_Instructions for the task_: Wherever the word "defaults" appears in a line of the data, that line should be copied.
(Supplied records begins)
use serde::{Deserialize, Serialize};
use serde_json::Value;

use crate::types::{BurnCounters, ControlMode, TemperatureRange};

const MILLIS_IN_SEC: u64 = 1_000;
const MILLIS_IN_MIN: u64 = 60_000;

pub const NAME_THERMOSTAT_ENABLED: &str = "thermostatEnabled";
pub const NAME_THERMOSTAT_MODE: &str = "thermostatMode";
pub const NAME_TEMP_RANGE_MIN: &str = "tempRangeMin";
pub const NAME_TEMP_RANGE_MAX: &str = "tempRangeMax";
pub const NAME_REMOTE_SENSOR_NAME: &str = "remoteSensorName";
pub const NAME_REMOTE_TEMP_MAX_WAIT: &str = "remoteTempMaxWait";
pub const NAME_ALONE_ON_TIME: &str = "aloneOnTime";
pub const NAME_ALONE_OFF_TIME: &str = "aloneOffTime";
pub const NAME_MAX_ON_TIME: &str = "maxOnTime";
pub const NAME_MIN_OFF_TIME: &str = "minOffTime";
pub const NAME_BURN_TOTAL: &str = "burnTotal";
pub const NAME_BURN_TODAY: &str = "burnToday";
pub const NAME_BURN_YESTERDAY: &str = "burnYesterday";
pub const NAME_BURN_THIS_MONTH: &str = "burnThisMonth";
pub const NAME_BURN_PREV_MONTH: &str = "burnPrevMonth";
pub const NAME_BURN_DAY: &str = "burnDay";
pub const NAME_BURN_MONTH: &str = "burnMonth";

/// Limits and cadences that are not user editable.
#[derive(Debug, Clone, Serialize, Deserialize)]
#[serde(default)]
pub struct ThermostatConfig {
    pub range_min_min: i32,
    pub range_min_max: i32,
    pub range_max_min: i32,
    pub range_max_max: i32,
    pub state_update_interval_ms: u64,
    pub range_request_initial_ms: u64,
    pub range_request_regular_ms: u64,
    pub local_dead_band: f32,
}

impl Default for ThermostatConfig {
    fn default() -> Self {
        Self {
            range_min_min: 3,
            range_min_max: 30,
            range_max_min: 8,
            range_max_max: 35,
            state_update_interval_ms: 60_000,
            range_request_initial_ms: 15_000,
            range_request_regular_ms: 60_000,
            local_dead_band: 0.1,
        }
    }
}

/// Everything the thermostat keeps in the settings store, under the store's key names.
#[derive(Debug, Clone, PartialEq, Serialize, Deserialize)]
#[serde(default)]
pub struct PersistedSettings {
    #[serde(rename = "thermostatEnabled")]
    pub enabled: bool,
    #[serde(rename = "thermostatMode")]
    pub cooler_mode: bool,
    #[serde(rename = "tempRangeMin")]
    pub range_min: i32,
    #[serde(rename = "tempRangeMax")]
    pub range_max: i32,
    #[serde(rename = "remoteSensorName")]
    pub remote_sensor_name: String,
    #[serde(rename = "remoteTempMaxWait")]
    pub remote_temp_max_wait_s: u32,
    #[serde(rename = "aloneOnTime")]
    pub alone_on_time_min: u32,
    #[serde(rename = "aloneOffTime")]
    pub alone_off_time_min: u32,
    #[serde(rename = "maxOnTime")]
    pub max_on_time_min: u32,
    #[serde(rename = "minOffTime")]
    pub min_off_time_min: u32,
    #[serde(flatten)]
    pub burn: BurnCounters,
}

impl Default for PersistedSettings {
    fn default() -> Self {
        Self {
            enabled: true,
            cooler_mode: false,
            range_min: 18,
            range_max: 22,
            remote_sensor_name: String::new(),
            remote_temp_max_wait_s: 120,
            alone_on_time_min: 5,
            alone_off_time_min: 55,
            max_on_time_min: 30,
            min_off_time_min: 10,
            burn: BurnCounters::default(),
        }
    }
}

impl PersistedSettings {
    /// Replaces a stored band that the current limits would reject.
    pub fn sanitize(&mut self, config: &ThermostatConfig) {
        if crate::range::validate_range(config, self.range_min, self.range_max).is_err() {
            let defaults = Self::default();
            self.range_min = defaults.range_min;
            self.range_max = defaults.range_max;
        }
    }

    pub fn mode(&self) -> ControlMode {
        ControlMode::from_cooler(self.cooler_mode)
    }

    pub fn range(&self) -> TemperatureRange {
        TemperatureRange {
            min: self.range_min,
            max: self.range_max,
        }
    }

    pub fn timings(&self) -> Timings {
        Timings {
            remote_max_wait_ms: u64::from(self.remote_temp_max_wait_s) * MILLIS_IN_SEC,
            alone_on_time_ms: u64::from(self.alone_on_time_min) * MILLIS_IN_MIN,
            alone_off_time_ms: u64::from(self.alone_off_time_min) * MILLIS_IN_MIN,
            max_on_time_ms: u64::from(self.max_on_time_min) * MILLIS_IN_MIN,
            min_off_time_ms: u64::from(self.min_off_time_min) * MILLIS_IN_MIN,
        }
    }
}

/// Dwell and freshness windows in milliseconds. Zero disables a guard.
#[derive(Debug, Clone, Copy, PartialEq, Eq, Default)]
pub struct Timings {
    pub remote_max_wait_ms: u64,
    pub alone_on_time_ms: u64,
    pub alone_off_time_ms: u64,
    pub max_on_time_ms: u64,
    pub min_off_time_ms: u64,
}

/// One key/value write for the settings store.
#[derive(Debug, Clone, PartialEq, Eq)]
pub enum Setting {
    Enabled(bool),
    CoolerMode(bool),
    RangeMin(i32),
    RangeMax(i32),
    RemoteSensorName(String),
    RemoteTempMaxWait(u32),
    AloneOnTime(u32),
    AloneOffTime(u32),
    MaxOnTime(u32),
    MinOffTime(u32),
    BurnTotal(u32),
    BurnToday(u32),
    BurnYesterday(u32),
    BurnThisMonth(u32),
    BurnPrevMonth(u32),
    BurnDay(u32),
    BurnMonth(u32),
}

impl Setting {
    pub fn key(&self) -> &'static str {
        match self {
            Self::Enabled(_) => NAME_THERMOSTAT_ENABLED,
            Self::CoolerMode(_) => NAME_THERMOSTAT_MODE,
            Self::RangeMin(_) => NAME_TEMP_RANGE_MIN,
            Self::RangeMax(_) => NAME_TEMP_RANGE_MAX,
            Self::RemoteSensorName(_) => NAME_REMOTE_SENSOR_NAME,
            Self::RemoteTempMaxWait(_) => NAME_REMOTE_TEMP_MAX_WAIT,
            Self::AloneOnTime(_) => NAME_ALONE_ON_TIME,
            Self::AloneOffTime(_) => NAME_ALONE_OFF_TIME,
            Self::MaxOnTime(_) => NAME_MAX_ON_TIME,
            Self::MinOffTime(_) => NAME_MIN_OFF_TIME,
            Self::BurnTotal(_) => NAME_BURN_TOTAL,
            Self::BurnToday(_) => NAME_BURN_TODAY,
            Self::BurnYesterday(_) => NAME_BURN_YESTERDAY,
            Self::BurnThisMonth(_) => NAME_BURN_THIS_MONTH,
            Self::BurnPrevMonth(_) => NAME_BURN_PREV_MONTH,
            Self::BurnDay(_) => NAME_BURN_DAY,
            Self::BurnMonth(_) => NAME_BURN_MONTH,
        }
    }

    pub fn value(&self) -> Value {
        match self {
            Self::Enabled(value) | Self::CoolerMode(value) => Value::from(*value),
            Self::RangeMin(value) | Self::RangeMax(value) => Value::from(*value),
            Self::RemoteSensorName(name) => Value::from(name.as_str()),
            Self::RemoteTempMaxWait(value)
            | Self::AloneOnTime(value)
            | Self::AloneOffTime(value)
            | Self::MaxOnTime(value)
            | Self::MinOffTime(value)
            | Self::BurnTotal(value)
            | Self::BurnToday(value)
            | Self::BurnYesterday(value)
            | Self::BurnThisMonth(value)
            | Self::BurnPrevMonth(value)
            | Self::BurnDay(value)
            | Self::BurnMonth(value) => Value::from(*value),
        }
    }
}

/// Partial update of the user-editable settings.
#[derive(Debug, Clone, Default, PartialEq, Serialize, Deserialize)]
pub struct SettingsUpdate {
    #[serde(rename = "thermostatEnabled", default)]
    pub enabled: Option<bool>,
    #[serde(rename = "thermostatMode", default)]
    pub cooler_mode: Option<bool>,
    #[serde(rename = "tempRangeMin", default)]
    pub range_min: Option<i32>,
    #[serde(rename = "tempRangeMax", default)]
    pub range_max: Option<i32>,
    #[serde(rename = "remoteSensorName", default)]
    pub remote_sensor_name: Option<String>,
    #[serde(rename = "remoteTempMaxWait", default)]
    pub remote_temp_max_wait_s: Option<u32>,
    #[serde(rename = "aloneOnTime", default)]
    pub alone_on_time_min: Option<u32>,
    #[serde(rename = "aloneOffTime", default)]
    pub alone_off_time_min: Option<u32>,
    #[serde(rename = "maxOnTime", default)]
    pub max_on_time_min: Option<u32>,
    #[serde(rename = "minOffTime", default)]
    pub min_off_time_min: Option<u32>,
}

impl SettingsUpdate {
    /// Writes the provided values into `settings` and returns the store writes they imply.
    pub fn apply_to(&self, settings: &mut PersistedSettings) -> Vec<Setting> {
        let mut writes = Vec::new();

        if let Some(enabled) = self.enabled {
            settings.enabled = enabled;
            writes.push(Setting::Enabled(enabled));
        }
        if let Some(cooler) = self.cooler_mode {
            settings.cooler_mode = cooler;
            writes.push(Setting::CoolerMode(cooler));
        }
        if let Some(min) = self.range_min {
            settings.range_min = min;
            writes.push(Setting::RangeMin(min));
        }
        if let Some(max) = self.range_max {
            settings.range_max = max;
            writes.push(Setting::RangeMax(max));
        }
        if let Some(name) = &self.remote_sensor_name {
            settings.remote_sensor_name = name.trim().to_string();
            writes.push(Setting::RemoteSensorName(settings.remote_sensor_name.clone()));
        }
        if let Some(wait) = self.remote_temp_max_wait_s {
            settings.remote_temp_max_wait_s = wait;
            writes.push(Setting::RemoteTempMaxWait(wait));
        }
        if let Some(minutes) = self.alone_on_time_min {
            settings.alone_on_time_min = minutes;
            writes.push(Setting::AloneOnTime(minutes));
        }
        if let Some(minutes) = self.alone_off_time_min {
            settings.alone_off_time_min = minutes;
            writes.push(Setting::AloneOffTime(minutes));
        }
        if let Some(minutes) = self.max_on_time_min {
            settings.max_on_time_min = minutes;
            writes.push(Setting::MaxOnTime(minutes));
        }
        if let Some(minutes) = self.min_off_time_min {
            settings.min_off_time_min = minutes;
            writes.push(Setting::MinOffTime(minutes));
        }

        writes
    }
}

#[derive(Debug, Clone, Serialize, Deserialize)]
#[serde(default)]
pub struct NetworkConfig {
    pub mqtt_host: String,
    pub mqtt_port: u16,
    pub mqtt_user: String,
    pub mqtt_pass: String,
    pub mqtt_client_id: String,
}

impl Default for NetworkConfig {
    fn default() -> Self {
        Self {
            mqtt_host: "127.0.0.1".to_string(),
            mqtt_port: 1883,
            mqtt_user: String::new(),
            mqtt_pass: String::new(),
            mqtt_client_id: "relay-thermostat".to_string(),
        }
    }
}

#[derive(Debug, Clone, Serialize, Deserialize)]
#[serde(default)]
pub struct RuntimeConfig {
    pub thermostat: ThermostatConfig,
    pub network: NetworkConfig,
    pub topic_root: String,
    pub timezone: String,
    pub local_sensor_path: Option<String>,
    pub relay_gpio_path: Option<String>,
}

impl Default for RuntimeConfig {
    fn default() -> Self {
        Self {
            thermostat: ThermostatConfig::default(),
            network: NetworkConfig::default(),
            topic_root: "thermostat".to_string(),
            timezone: "UTC".to_string(),
            local_sensor_path: None,
            relay_gpio_path: None,
        }
    }
}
(Supplied records ends)
_Exercise solution_:
            let defaults = Self::default();
            self.range_min = defaults.range_min;
            self.range_max = defaults.range_max;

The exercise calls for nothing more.